#![warn(missing_docs)]
//! The propagation orchestrator.
//!
//! [`propagate`] is the single operation exposed to the host framework: given a [`Beamline`], an
//! optional input [`Wavefront`] and the mode flags of the call, it resolves which subsequence of
//! the chain must be (re)computed, synthesizes a fixed-field source where an upstream field was
//! supplied without a preceding element, decides whether computation actually happens (interactive
//! vs. batch mode) and translates the terminal element's result back into the representation the
//! caller handed in.
use log::{info, warn};

use crate::{
    beamline::{Beamline, InsertMode},
    element::BeamlineElement,
    engine::FieldEngine,
    error::{BeampropError, BpResult},
    request::PropagationRequest,
    wavefront::{ComputationResult, GenericWavefront, Wavefront},
};

/// Interactive-mode flag supplied by the host environment at call time.
#[derive(Debug, Clone, Copy, PartialEq, Eq, Default, strum::Display)]
pub enum InteractiveMode {
    /// computation is performed eagerly during the propagation call
    Enabled,
    /// computation is deferred to a later interactive trigger owned by the host
    Disabled,
    /// the host environment did not supply a usable flag; no result is produced
    #[default]
    Unset,
}

/// Mode flags of a single propagation call.
#[derive(Debug, Clone, Copy, PartialEq, Eq)]
pub struct PropagationConfig {
    /// recompute only the terminal element from its immediate predecessor, reusing all upstream
    /// results
    pub single_propagation: bool,
    /// worker-pool size hint forwarded to the engine, must be at least 1
    pub parallelism: usize,
    /// interactive-mode flag of the host environment
    pub interactive_mode: InteractiveMode,
    /// force eager computation even if interactive mode is not enabled
    pub full_propagator_override: bool,
}
impl Default for PropagationConfig {
    fn default() -> Self {
        Self {
            single_propagation: false,
            parallelism: 1,
            interactive_mode: InteractiveMode::Unset,
            full_propagator_override: false,
        }
    }
}

/// Propagate a wavefront along the given beamline.
///
/// The terminal element (last in the chain) is the propagation target. In single-step mode only
/// the terminal is recomputed from its immediate predecessor; otherwise the whole chain is
/// recomputed from its head. If an upstream field is required but no preceding element exists, a
/// fixed-field source carrying the input wavefront is synthesized and inserted. A detector
/// terminal forces a refresh of the absolute chain geometry before computation.
///
/// Computation only takes place if interactive mode is [`Enabled`](InteractiveMode::Enabled) or
/// the full-propagator override is set; with interactive mode
/// [`Disabled`](InteractiveMode::Disabled) the input wavefront is returned unchanged, and with an
/// [`Unset`](InteractiveMode::Unset) flag no result is produced at all. A computed result is
/// returned in the representation of the input wavefront (generic in, generic out).
///
/// # Errors
///
/// This function will return an error if
///   - the beamline contains no elements or `parallelism` is zero
///     ([`InvalidRequest`](BeampropError::InvalidRequest)).
///   - the terminal element is a source in single-step mode
///     ([`InvalidRequest`](BeampropError::InvalidRequest)).
///   - an element requires an upstream field and no input wavefront was supplied to fill it
///     ([`ComputationImpossible`](BeampropError::ComputationImpossible)).
///   - the engine fails to evaluate an element's field.
///
/// Any error aborts the call; already-computed results on the chain are left unchanged.
pub fn propagate(
    beamline: &mut Beamline,
    engine: &dyn FieldEngine,
    input: Option<&Wavefront>,
    config: &PropagationConfig,
) -> BpResult<Option<Wavefront>> {
    if beamline.is_empty() {
        return Err(BeampropError::InvalidRequest(
            "a propagation request needs a beamline with at least one element".into(),
        ));
    }
    let was_generic = input.is_some_and(Wavefront::is_generic);
    let native_input = input.map(Wavefront::to_native);

    let mut terminal_idx = beamline.len() - 1;
    let start_idx = if config.single_propagation {
        let terminal = beamline.get(-1)?;
        if terminal.is_source() {
            return Err(BeampropError::InvalidRequest(format!(
                "source element '{}' cannot be the target of a single-step propagation",
                terminal.name()
            )));
        }
        if terminal_idx == 0 {
            let seed = required_input(native_input.as_ref(), terminal.name())?;
            synthesize_upstream_source(beamline, seed)?;
            terminal_idx = 1;
        }
        let parent_idx = terminal_idx - 1;
        let parent = beamline.get(isize_index(parent_idx))?;
        if !parent.is_source() && parent.computation_result().is_none() {
            let seed = required_input(native_input.as_ref(), parent.name())?;
            beamline
                .get_mut(isize_index(parent_idx))?
                .set_computation_result(seed);
        }
        parent_idx
    } else {
        let head = beamline.get(0)?;
        if !head.is_source() {
            let seed = required_input(native_input.as_ref(), head.name())?;
            synthesize_upstream_source(beamline, seed)?;
            terminal_idx += 1;
        } else if head.computation_result().is_none() {
            if let Some(seed) = native_input.clone() {
                beamline.get_mut(0)?.set_computation_result(seed);
            }
        }
        0
    };

    if beamline.get(isize_index(terminal_idx))?.is_detector() {
        info!("terminal element is a detector, refreshing absolute positions");
        beamline.recompute_positions();
    }
    beamline.set_parallelism(config.parallelism)?;

    match (config.interactive_mode, config.full_propagator_override) {
        (InteractiveMode::Enabled, _) | (_, true) => {
            beamline.compute_fields(engine, isize_index(start_idx), isize_index(terminal_idx))?;
            let result = beamline
                .get(isize_index(terminal_idx))?
                .computation_result()
                .cloned()
                .ok_or_else(|| {
                    BeampropError::Other(
                        "terminal element has no computation result after field computation".into(),
                    )
                })?;
            Ok(Some(wrap_result(result, was_generic)))
        }
        (InteractiveMode::Disabled, false) => {
            info!("interactive mode disabled, deferring field computation");
            Ok(input.cloned())
        }
        (InteractiveMode::Unset, false) => {
            warn!("interactive mode is unset, no propagation result is produced");
            Ok(None)
        }
    }
}

/// Propagate a wavefront along the given beamline, driven by a host-framework request envelope.
///
/// This decodes the request's generic parameter map into a [`PropagationConfig`] and delegates to
/// [`propagate`].
///
/// # Errors
///
/// This function will return an error if the parameter map cannot be decoded (see
/// [`PropagationRequest::config`]) or if [`propagate`] fails.
pub fn propagate_request(
    beamline: &mut Beamline,
    engine: &dyn FieldEngine,
    request: &PropagationRequest,
) -> BpResult<Option<Wavefront>> {
    let config = request.config()?;
    propagate(beamline, engine, request.wavefront(), &config)
}

fn wrap_result(result: ComputationResult, as_generic: bool) -> Wavefront {
    if as_generic {
        Wavefront::Generic(GenericWavefront::from(&result))
    } else {
        Wavefront::Native(result)
    }
}

fn required_input(
    input: Option<&ComputationResult>,
    element_name: &str,
) -> BpResult<ComputationResult> {
    input.cloned().ok_or_else(|| {
        BeampropError::ComputationImpossible(format!(
            "element '{element_name}' has no computed upstream field and no input wavefront was supplied"
        ))
    })
}

/// Insert a synthesized fixed-field source carrying `seed` before the chain head.
fn synthesize_upstream_source(beamline: &mut Beamline, seed: ComputationResult) -> BpResult<()> {
    let anchor = beamline.get(0)?;
    info!(
        "synthesizing fixed-field source upstream of element '{}'",
        anchor.name()
    );
    let dummy = BeamlineElement::fixed_field("dummy", seed, anchor.settings());
    beamline.insert(0, InsertMode::Before, dummy)
}

#[allow(clippy::cast_possible_wrap)]
const fn isize_index(index: usize) -> isize {
    index as isize
}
※ ※ ※
Find the lines above that contain the word "bool" and collect them.

**Written response:**
    pub single_propagation: bool,
    pub full_propagator_override: bool,
fn wrap_result(result: ComputationResult, as_generic: bool) -> Wavefront {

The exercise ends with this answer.